Exploring biodiversity is important not only to increase our understanding of the process of biological evolution, but also to learn about biological resources and environments, which are important for survival of the human race. Living organisms differ from one another, and groups of similar organisms form populations and species. Based on their affinities and phylogenetic relationships, species are classified by taxonomic rank (e.g., “genus”, “family” etc.). Species, one of the basic units of taxonomy, evolved under the constraint of phylogenetic relationships. Therefore, an integrated approach toward understanding phylogenetic relationships and characteristic features of species is essential to increase our understanding of biodiversity. The Tsukuba Botanical Garden is conducting studies on biodiversity that consider both phylogenetic relationships and characteristic features of plant species. An intermediate report on the results of research activities conducted by the National Museum of Nature and Science, as part of the comprehensive research program “Integrated Research on the Molecular Phylogeny and Classification of all Living Organisms”, is provided below.
Osmunda lancea is a rheophyte, which is adapted to the ecologically specialized river-bank subject to periodical flooding with swift turbulence after heavy rains. Rhododendron indicum, which is popular as ornamental plants in Japan, is also a rheophyte. All of the approximately 1,000 species of rheophytes that have been discovered to date have streamlined leaves or leaf blades. This is an adaptation that helps rheophytic plants withstand the increase in water pressure when they get submerged due to rapid flooding of the river caused by heavy rains. Although O. lancea is suggested to have evolved from O. japonica, many details about the species still remain unknown, e.g., where, when, how many times, and from which groups O. lancea was evolved, and how adaptive characters such as narrow leaves (leaf blades) evolved during the evolution. These researches are important to enhance understanding of rheophytic plants and of adaptive evolution in organisms as well.
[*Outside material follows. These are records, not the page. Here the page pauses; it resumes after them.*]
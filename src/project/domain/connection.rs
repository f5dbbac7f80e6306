//! Git provider credentials stored per user.

use super::{ProjectDomainError, UserId};
use serde::{Deserialize, Serialize};
use std::fmt;

/// Supported git hosting providers.
#[derive(Debug, Clone, Copy, PartialEq, Eq, Hash, Serialize, Deserialize)]
pub enum GitProvider {
    /// GitHub.
    #[serde(rename = "GITHUB")]
    GitHub,
    /// GitLab.
    #[serde(rename = "GITLAB")]
    GitLab,
}

impl GitProvider {
    /// Returns provider name in canonical storage format.
    #[must_use]
    pub const fn as_str(self) -> &'static str {
        match self {
            Self::GitHub => "GITHUB",
            Self::GitLab => "GITLAB",
        }
    }
}

impl TryFrom<&str> for GitProvider {
    type Error = ProjectDomainError;

    fn try_from(value: &str) -> Result<Self, Self::Error> {
        let normalized = value.trim().to_ascii_uppercase();
        match normalized.as_str() {
            "GITHUB" => Ok(Self::GitHub),
            "GITLAB" => Ok(Self::GitLab),
            _ => Err(ProjectDomainError::InvalidGitProvider(value.to_owned())),
        }
    }
}

impl fmt::Display for GitProvider {
    fn fmt(&self, f: &mut fmt::Formatter<'_>) -> fmt::Result {
        write!(f, "{}", self.as_str())
    }
}

/// Provider access token.
///
/// The secret is only reachable through [`AccessToken::expose`] and
/// serialization; formatting redacts it.
#[derive(Clone, PartialEq, Eq, Serialize, Deserialize)]
#[serde(transparent)]
pub struct AccessToken(String);

impl AccessToken {
    /// Creates a validated access token.
    ///
    /// # Errors
    ///
    /// Returns [`ProjectDomainError::EmptyAccessToken`] when the value is
    /// empty after trimming.
    pub fn new(value: impl Into<String>) -> Result<Self, ProjectDomainError> {
        let raw = value.into();
        let normalized = raw.trim();
        if normalized.is_empty() {
            return Err(ProjectDomainError::EmptyAccessToken);
        }
        Ok(Self(normalized.to_owned()))
    }

    /// Returns the raw secret.
    #[must_use]
    pub fn expose(&self) -> &str {
        &self.0
    }
}

impl fmt::Debug for AccessToken {
    fn fmt(&self, f: &mut fmt::Formatter<'_>) -> fmt::Result {
        f.write_str("AccessToken(***)")
    }
}

impl fmt::Display for AccessToken {
    fn fmt(&self, f: &mut fmt::Formatter<'_>) -> fmt::Result {
        f.write_str("***")
    }
}

/// A user's stored connection to a git provider.
#[derive(Debug, Clone, PartialEq, Eq, Serialize, Deserialize)]
pub struct GitConnection {
    user_id: UserId,
    provider: GitProvider,
    access_token: AccessToken,
}

impl GitConnection {
    /// Creates a git connection from validated components.
    #[must_use]
    pub const fn new(user_id: UserId, provider: GitProvider, access_token: AccessToken) -> Self {
        Self {
            user_id,
            provider,
            access_token,
        }
    }

    /// Creates a git connection from raw values.
    ///
    /// # Errors
    ///
    /// Returns a [`ProjectDomainError`] when any component is invalid.
    pub fn from_parts(
        user_id: &str,
        provider: &str,
        access_token: &str,
    ) -> Result<Self, ProjectDomainError> {
        Ok(Self::new(
            UserId::new(user_id)?,
            GitProvider::try_from(provider)?,
            AccessToken::new(access_token)?,
        ))
    }

    /// Returns the owning user.
    #[must_use]
    pub const fn user_id(&self) -> &UserId {
        &self.user_id
    }

    /// Returns the git provider.
    #[must_use]
    pub const fn provider(&self) -> GitProvider {
        self.provider
    }

    /// Returns the access token.
    #[must_use]
    pub const fn access_token(&self) -> &AccessToken {
        &self.access_token
    }
}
Liparis is cosmopolitan genus and includes 320 species worldwide. Approximately 15 species are distributed in Japan. Liparis kumokiri is frequently seen in wild in Japan. Several Liparis species, such as L. makinoana, have fascinated researchers and other flower enthusiasts. There are several taxonomic problems and some unknown species exist in Japan. DNA analyses and morphological comparisons of several Liparis species led to the discovery of two new species. One new species, L. purpureovittata, closely resembles L. kumokiri but the flowers of L. purpureovittata are somewhat sparse in the flower stalk, the labellum abruptly dilated above the base (gradually dilated in L, kumokiri) and the center of the labellum base has a purple spot (uniformly pale green in L. kumokiri). Molecular analyses revealed that L. purpureovittata are genetically differed from L. kumokiri. The other new species, L. koreojaponica, is distributed in northern part of Japan and South Korea. It closely resembles L. fujisanensis, but the flowers of L. koreojaponica are larger and are more sparsely attached in the stalk. The species is genetically close but distinct from L. fujisanensis in several chloroplast markers examined. Phylogenetic analysis of several species of Liparis using multiple genes revealed that L. kumokiri, L. purpureovittata, L. fujisanensis, and L. koreojaponica are closely related and they are apart from L. makinoana and L. japonica. The research is unraveling the systematics and classification of the Liparis, as well as providing information on diagnostic characters that is important for classification.
Taxonomy classifies biodiversity based on a classification system. As information on biodiversity will increase in the future, it is important to create a highly versatile and efficient system that facilitates usage of this information. The system must integrate various information; phylogenetic trees; classification systems; taxonomic keys; characteristics; usages; descriptions and photographs of key characters for speciation; knowledge and finding sources related to evolution. The National Museum of Nature and Science will play an important role in creating and maintaining an integrated bioinformatics system that utilizes an electronic database for biodiversity-related information.